Un lúgubre día de noviembre estaba sentada en DK Donuts, en Boise, Idaho, hablando por teléfono con mi terapeuta en Londres, donde estaba mi marido, y donde yo también debería haber estado, si no me hubiera enamorado de otro hombre y volcado nuestro mundo.
Fue una traición espectacular. Hacía años que estaba unida a la mujer de David, como él lo había estado a mi marido. Compartíamos largos almuerzos dominicales, comidas en vacaciones, teníamos cinco décadas de matrimonio entre todos y cinco hijos. Aunque siempre hubo una atracción ligera entre David y yo, nunca hablamos de ello.
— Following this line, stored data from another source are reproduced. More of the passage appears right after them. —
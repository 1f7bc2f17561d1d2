//! Rewind Games - unified CLI

#![warn(missing_docs)]

mod cli;

use anyhow::{Context, Result};
use clap::Parser;
use cli::{Cli, Command};
use rewind_games::{
    AppConfig, ScriptSummary, init_file_logging, init_stderr_logging, parse_script, run_script,
    run_tui,
};
use tracing::{info, instrument};

fn main() -> Result<()> {
    // Load .env file
    dotenvy::dotenv().ok();

    let cli = Cli::parse();
    let config = AppConfig::load(&cli.config)?;

    match cli.command.unwrap_or(Command::Tui) {
        Command::Tui => tui(&config),
        Command::Script { json, actions } => script(&config, json, &actions),
    }
}

/// Run the interactive terminal UI
fn tui(config: &AppConfig) -> Result<()> {
    init_file_logging(config.log_file(), config.log_filter())?;
    let theme = config.theme().resolve()?;
    run_tui(theme)
}

/// Run a headless script and print the outcome
#[instrument(skip(config))]
fn script(config: &AppConfig, json: bool, actions: &[String]) -> Result<()> {
    init_stderr_logging(config.log_filter());
    info!("Running script");

    let parsed = parse_script(actions)?;
    let controller = run_script(&parsed)?;
    let summary = ScriptSummary::from_game(controller.game());

    if json {
        let out = serde_json::to_string_pretty(&summary).context("Failed to encode summary")?;
        println!("{}", out);
    } else {
        println!("{}", summary.to_text());
    }
    Ok(())
}
//! Board positions for tic-tac-toe moves.

use serde::{Deserialize, Serialize};
use tracing::instrument;

/// A position on the tic-tac-toe board (0-8, row-major).
#[derive(
    Debug, Clone, Copy, PartialEq, Eq, Hash, Serialize, Deserialize, strum::EnumIter,
)]
pub enum Position {
    /// Top-left (position 0)
    TopLeft,
    /// Top-center (position 1)
    TopCenter,
    /// Top-right (position 2)
    TopRight,
    /// Middle-left (position 3)
    MiddleLeft,
    /// Center (position 4)
    Center,
    /// Middle-right (position 5)
    MiddleRight,
    /// Bottom-left (position 6)
    BottomLeft,
    /// Bottom-center (position 7)
    BottomCenter,
    /// Bottom-right (position 8)
    BottomRight,
}

impl Position {
    /// All 9 positions in row-major order.
    pub const ALL: [Position; 9] = [
        Position::TopLeft,
        Position::TopCenter,
        Position::TopRight,
        Position::MiddleLeft,
        Position::Center,
        Position::MiddleRight,
        Position::BottomLeft,
        Position::BottomCenter,
        Position::BottomRight,
    ];

    /// Get label for this position (for display).
    pub fn label(&self) -> &'static str {
        match self {
            Position::TopLeft => "Top-left",
            Position::TopCenter => "Top-center",
            Position::TopRight => "Top-right",
            Position::MiddleLeft => "Middle-left",
            Position::Center => "Center",
            Position::MiddleRight => "Middle-right",
            Position::BottomLeft => "Bottom-left",
            Position::BottomCenter => "Bottom-center",
            Position::BottomRight => "Bottom-right",
        }
    }

    /// Converts position to board index (0-8).
    pub fn to_index(self) -> usize {
        self as usize
    }

    /// Creates position from board index.
    pub fn from_index(index: usize) -> Option<Self> {
        Self::ALL.get(index).copied()
    }

    /// Row of this position (0-2).
    pub fn row(self) -> usize {
        self.to_index() / 3
    }

    /// Column of this position (0-2).
    pub fn col(self) -> usize {
        self.to_index() % 3
    }

    /// Creates position from row and column, each in 0-2.
    pub fn from_row_col(row: usize, col: usize) -> Option<Self> {
        if row < 3 && col < 3 {
            Self::from_index(row * 3 + col)
        } else {
            None
        }
    }

    /// Parses a board index (0-8) or a label such as `top-left`, ignoring case.
    #[instrument]
    pub fn from_label_or_number(s: &str) -> Option<Position> {
        if let Ok(num) = s.trim().parse::<usize>() {
            return Self::from_index(num);
        }

        let s_lower = s.trim().to_lowercase();
        <Position as strum::IntoEnumIterator>::iter()
            .find(|pos| pos.label().to_lowercase() == s_lower)
    }
}

impl std::fmt::Display for Position {
    fn fmt(&self, f: &mut std::fmt::Formatter<'_>) -> std::fmt::Result {
        write!(f, "{}", self.label())
    }
}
Sin embargo, en los meses que transcurrieron entre la mudanza por trabajo de mi marido a Londres y el final del curso escolar en Idaho, cuando yo planeaba reunirme con él y nuestros hijos adolescentes, David y yo cruzamos una línea. Nos encontramos en un viejo bar del oeste una noche después de una recaudación de fondos. Tocó una banda, bailamos demasiado cerca y dijimos cosas de las que no pudimos retractarnos, aunque lo intentamos al día siguiente, y seguimos intentándolo, hasta que la atracción fue demasiado grande.
De la primavera al verano, debatimos si contárselo a nuestros cónyuges, el daño que les causaríamos al dejarlos, la felicidad que podríamos perdernos si no lo hacíamos. A pesar de las frivolidades de mi marido, él y yo compartíamos una rica conexión intelectual, una gran vida. Nuestros hijos se sentían seguros. Los de David habían crecido, pero apenas eran adultos. Habíamos hecho concesiones en nuestros matrimonios, negado partes de nosotros mismos, a menudo nos sentíamos solos, pero ¿quién no? ¿No éramos lo suficientemente felices?
Nos esforzábamos muchísimo por pensar. Pero la razón no podía con nuestro frenético deseo visceral.
Poco después de que los niños y yo nos mudáramos a Londres, mi marido me preguntó una mañana, sin rodeos, si había alguien más en mi vida. Lo había engañado durante cuatro meses y ya no podía más. David se lo contó a su mujer ese mismo día.
Ese fue el día en que conocí a mi terapeuta.
Caminé hasta su despacho a través de pulcros barrios eduardianos orlados de color otoñal, intentando no desmoronarme. Me abrió la puerta un hombre alto y elegante, con el cabello plateado, un firme apretón de manos y amables ojos marrones. Me ofreció asiento en una esquina rodeada de árboles en el jardín, un lugar donde podía respirar.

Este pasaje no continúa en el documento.